Into this world comes Charlo Spencer, a sexy man who literally takes Paula’s breath away: “I suddenly knew that I had lungs because they were empty and collapsing.”  The romance of their first meeting contains a horrible irony in the soundtrack:

“His timing was perfect.  The Rubettes stopped and Frankie Valli started singing My Eyes Adored You.[…] He’d been drinking.  I could smell it but it didn’t matter.  He wasn’t drunk.  His arms rested on my hips and he brought me round and round.

-But I never laid a hand on you-

My eyes adored you-

I put my head on his shoulder.  He had me.”

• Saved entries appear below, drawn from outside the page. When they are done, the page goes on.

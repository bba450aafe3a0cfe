//! # Pipettor Plus Core Library
//!
//! Operation planning and execution for motorized single- and multi-channel pipettors. The
//! library turns high-level liquid-handling requests (add medium, remove medium, transfer,
//! tip handling) into validated, ordered actuator steps and keeps a model of the deck's
//! liquid and tip state in sync with what the device actually did.
//!
//! ## Crate Structure
//!
//! - **`labware`**: The deck model. Slots, labware kinds, grids of wells, reservoirs and
//!   pipette holders, and the content maps that track liquid per item.
//! - **`pipettor`**: `PipettorState`, the engine's view of the head: tip attached, held
//!   volume, per-channel tip content and geometry.
//! - **`operation`**: Operation descriptors and the transfer options bundle. Operations
//!   reference labware by id only.
//! - **`engine`**: The validator, the batch and trip planner, the step sequencer, the remap
//!   resolver and the single-flow `Engine` that ties them to a connection.
//! - **`workflow`**: Ordered, persistable lists of operations and the result of running one.
//! - **`hardware`**: The actuator command contract, a simulator with fault injection, the
//!   vendor adapter and the scoped connection guard.
//! - **`config`**: Figment-based layered configuration.
//! - **`error`**: The crate error, `PipettorError`, and its supporting types.
//! - **`logging`**: Tracing subscriber setup.
//! - **`validation`**: Small predicates shared by configuration checks.

pub mod config;
pub mod engine;
pub mod error;
pub mod hardware;
pub mod labware;
pub mod logging;
pub mod operation;
pub mod pipettor;
pub mod validation;
pub mod workflow;

pub use config::PipettorConfig;
pub use engine::{Engine, EngineState, ExecutionReport, Plan, RunPolicy};
pub use error::{AppResult, PipettorError};
pub use operation::{LabwareRef, Operation, TransferOptions};
pub use pipettor::PipettorState;
pub use workflow::{Workflow, WorkflowResult};
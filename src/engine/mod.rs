//! Single-flow execution engine.
//!
//! The [`Engine`] owns one pipettor connection, the deck it is bound to and the simulated
//! pipettor state. Every request runs the same pipeline:
//!
//! ```text
//! Operation ──► Validator ──► Planner ──► Sequencer ──► ExecutionReport
//!                 (deck + pipettor, read)       (deck + pipettor, written)
//! ```
//!
//! At most one operation or workflow is in flight at a time. A second submission while one
//! is running is rejected with [`PipettorError::Busy`], never queued.
//!
//! A run in flight can be paused, resumed or aborted from another task through
//! [`Engine::pause`], [`Engine::resume`] and [`Engine::abort`]. Requests take effect
//! between device commands; an abort parks the head at the origin and keeps every step
//! already applied.
//!
//! Editing the deck through [`Engine::edit_deck`] invalidates the binding between the
//! connection and the deck; submissions fail with [`PipettorError::StaleDeck`] until
//! [`Engine::rebind`] is called.

pub mod control;
pub mod plan;
pub mod planner;
pub mod remap;
pub mod sequencer;
pub mod validator;

use std::fmt;
use std::sync::Arc;

use parking_lot::Mutex;
use serde::Serialize;

pub use control::{RunControl, RunRequest};
pub use plan::{Action, BatchKind, BatchRecord, Effect, ItemTransfer, Plan, PlannedStep};
pub use planner::{batch_limit, split_trips, Planner};
pub use remap::{MissingLabware, RemapReport, TypeConflict};
pub use sequencer::{CompletedStep, ExecutionReport, FailureCause, Sequencer, StepFailure};
pub use validator::{holder_partition, HolderPartition, TipAction, TipLedger, Validator};
//! Engine configuration.

use std::time::Duration;

use food_map_location::DegradedModePolicy;
use strum_macros::{AsRefStr, Display, EnumString};

/// Default budget for each provider call.
pub const DEFAULT_PROVIDER_TIMEOUT: Duration = Duration::from_secs(10);

/// Default per-axis tolerance, in degrees, for treating two same-named
/// records as one place (roughly 100 m).
pub const DEFAULT_DEDUP_TOLERANCE_DEGREES: f64 = 0.001;

/// Which record survives when two providers report the same place.
#[derive(Debug, Clone, Copy, Default, PartialEq, Eq, Display, EnumString, AsRefStr)]
#[strum(serialize_all = "kebab-case", ascii_case_insensitive)]
pub enum MergePolicy {
    /// A strictly higher-rated incoming record replaces the kept one.
    #[default]
    HigherRatingReplaces,
    /// The first-seen record is always kept.
    KeepFirst,
}

/// Duplicate detection settings.
#[derive(Debug, Clone, Copy, PartialEq)]
pub struct DedupConfig {
    /// Maximum per-axis difference (exclusive) for a duplicate.
    pub tolerance_degrees: f64,
    /// Field survival rule on collision.
    pub policy: MergePolicy,
}

impl Default for DedupConfig {
    fn default() -> Self {
        Self {
            tolerance_degrees: DEFAULT_DEDUP_TOLERANCE_DEGREES,
            policy: MergePolicy::default(),
        }
    }
}

/// Settings for an [`AggregationEngine`](crate::AggregationEngine).
#[derive(Debug, Clone, PartialEq)]
pub struct EngineConfig {
    /// Budget for each provider call, including geocoding.
    pub provider_timeout: Duration,
    /// Duplicate detection.
    pub dedup: DedupConfig,
    /// What to do when the search location cannot be resolved.
    pub degraded_mode: DegradedModePolicy,
}

impl Default for EngineConfig {
    fn default() -> Self {
        Self {
            provider_timeout: DEFAULT_PROVIDER_TIMEOUT,
            dedup: DedupConfig::default(),
            degraded_mode: DegradedModePolicy::Strict,
        }
    }
}
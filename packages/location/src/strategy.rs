//! Search strategy selection from a raw location string.

use food_map_poi_models::SearchStrategy;

use crate::coordinate::is_coordinate_pair;

/// English spelling of the "use my location" sentinel, matched
/// case-insensitively.
pub const CURRENT_LOCATION: &str = "current location";

/// Chinese spelling of the "use my location" sentinel.
pub const CURRENT_LOCATION_ZH: &str = "当前位置";

/// Administrative-unit markers matched as substrings.
const CJK_REGION_MARKERS: &[&str] = &[
    "特别行政区",
    "自治区",
    "自治州",
    "市",
    "县",
    "区",
    "省",
    "盟",
    "旗",
];

/// Administrative-unit words matched case-insensitively as whole words.
const ENGLISH_REGION_WORDS: &[&str] = &["city", "county", "district", "province", "prefecture", "sar"];

/// Multi-word administrative phrases, matched case-insensitively on word
/// boundaries.
const ENGLISH_REGION_PHRASES: &[&[&str]] = &[
    &["autonomous", "region"],
    &["special", "administrative", "region"],
];

/// Returns `true` if `location` asks for the caller's own position.
#[must_use]
pub fn is_current_location(location: &str) -> bool {
    let location = location.trim();
    location.eq_ignore_ascii_case(CURRENT_LOCATION) || location == CURRENT_LOCATION_ZH
}

/// Returns `true` if `location` names an administrative unit.
#[must_use]
pub fn has_region_marker(location: &str) -> bool {
    if CJK_REGION_MARKERS.iter().any(|m| location.contains(m)) {
        return true;
    }

    let lower = location.to_lowercase();
    let words: Vec<&str> = lower
        .split(|c: char| !c.is_alphanumeric())
        .filter(|w| !w.is_empty())
        .collect();

    words.iter().any(|w| ENGLISH_REGION_WORDS.contains(w))
        || ENGLISH_REGION_PHRASES
            .iter()
            .any(|phrase| words.windows(phrase.len()).any(|window| window == *phrase))
}

/// Picks the search strategy for `location`.
///
/// Coordinate pairs and the current-location sentinel are checked first,
/// then administrative-unit markers; anything else is [`SearchStrategy::Mixed`].
#[must_use]
pub fn classify(location: &str) -> SearchStrategy {
    if is_coordinate_pair(location) || is_current_location(location) {
        SearchStrategy::Coordinate
    } else if has_region_marker(location) {
        SearchStrategy::Region
    } else {
        SearchStrategy::Mixed
    }
}
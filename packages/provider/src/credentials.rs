//! Per-provider API keys.
//!
//! Keys come from the environment variables named by each service's
//! `api_key_env`. A missing or empty variable leaves the provider
//! unconfigured.

use std::collections::BTreeMap;

use food_map_poi_models::ProviderId;

use crate::service_registry::{ProviderService, enabled_services};

/// API keys keyed by provider.
#[derive(Debug, Clone, Default)]
pub struct Credentials {
    keys: BTreeMap<ProviderId, String>,
}

impl Credentials {
    /// Reads keys for every enabled service from the environment.
    #[must_use]
    pub fn from_env() -> Self {
        Self::from_lookup(&enabled_services(), |name| std::env::var(name).ok())
    }

    /// Reads keys for `services` through `lookup` (variable name → value).
    #[must_use]
    pub fn from_lookup(
        services: &[ProviderService],
        lookup: impl Fn(&str) -> Option<String>,
    ) -> Self {
        let mut credentials = Self::default();
        for service in services {
            if let Some(key) = lookup(&service.api_key_env) {
                credentials.insert(service.id, key);
            }
        }
        credentials
    }

    /// Adds a key, returning `self` for chaining.
    #[must_use]
    pub fn with_key(mut self, provider: ProviderId, key: impl Into<String>) -> Self {
        self.insert(provider, key);
        self
    }

    /// Adds a key. Blank keys are ignored.
    pub fn insert(&mut self, provider: ProviderId, key: impl Into<String>) {
        let key = key.into();
        let key = key.trim();
        if key.is_empty() {
            return;
        }
        self.keys.insert(provider, key.to_string());
    }

    /// Returns the key for `provider`, if any.
    #[must_use]
    pub fn get(&self, provider: ProviderId) -> Option<&str> {
        self.keys.get(&provider).map(String::as_str)
    }

    /// Returns `true` if no provider has a key.
    #[must_use]
    pub fn is_empty(&self) -> bool {
        self.keys.is_empty()
    }

    /// Providers that have a key, in id order.
    pub fn providers(&self) -> impl Iterator<Item = ProviderId> + '_ {
        self.keys.keys().copied()
    }
}

#[cfg(test)]
mod tests {
    use super::*;
    use crate::service_registry::all_services;

    #[test]
    fn lookup_reads_configured_variables() {
        let credentials = Credentials::from_lookup(&all_services(), |name| match name {
            "AMAP_API_KEY" => Some("amap-key".to_string()),
            "TENCENT_MAP_KEY" => Some("tencent-key".to_string()),
            _ => None,
        });

        assert_eq!(credentials.get(ProviderId::Amap), Some("amap-key"));
        assert_eq!(credentials.get(ProviderId::Baidu), None);
        assert_eq!(credentials.get(ProviderId::Tencent), Some("tencent-key"));
    }

    #[test]
    fn blank_keys_are_ignored() {
        let credentials = Credentials::from_lookup(&all_services(), |_| Some("  ".to_string()));
        assert!(credentials.is_empty());
    }

    #[test]
    fn keys_are_trimmed() {
        let credentials = Credentials::default().with_key(ProviderId::Baidu, " ak \n");
        assert_eq!(credentials.get(ProviderId::Baidu), Some("ak"));
        assert_eq!(
            credentials.providers().collect::<Vec<_>>(),
            vec![ProviderId::Baidu]
        );
    }
}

This is immediately followed by a description of the aftermath of an assault:

“I knew nothing for a while, where I was, how come I was on the floor.  Then I saw Charlo’s feet, then his legs, making a triangle with the floor.  He seemed way up over me.  […] his face was full of worry and love.  He skipped my eyes. – You fell, he said.”

Charlo’s violence escalates, and Paula gradually comes to realise that he will not change, and that she is not alone in this experience. Doyle achieves the extraordinary balance of writing responsibly about a serious subject and still providing hope:

“For seventeen years.  There wasn’t one minute when I wasn’t afraid, wasn’t waiting. Waiting to go, waiting for him to come.  Waiting for the fist, waiting for the smile.  I was brainwashed and braindead, a zombie for hours, afraid to think, afraid to stop, completely alone. I sat at home and waited. I mopped up my own blood.  I lost all my friends, and most of my teeth.”

Ultimately Paula is a survivor: Doyle returned to her in the sequel Paula Spencer, ten years later.  I haven’t read the sequel (one of many on my TBR pile) but I highly recommend TWWWID. Roddy Doyle is hugely talented at capturing authentic voices in his writing, and TWWWID is no exception.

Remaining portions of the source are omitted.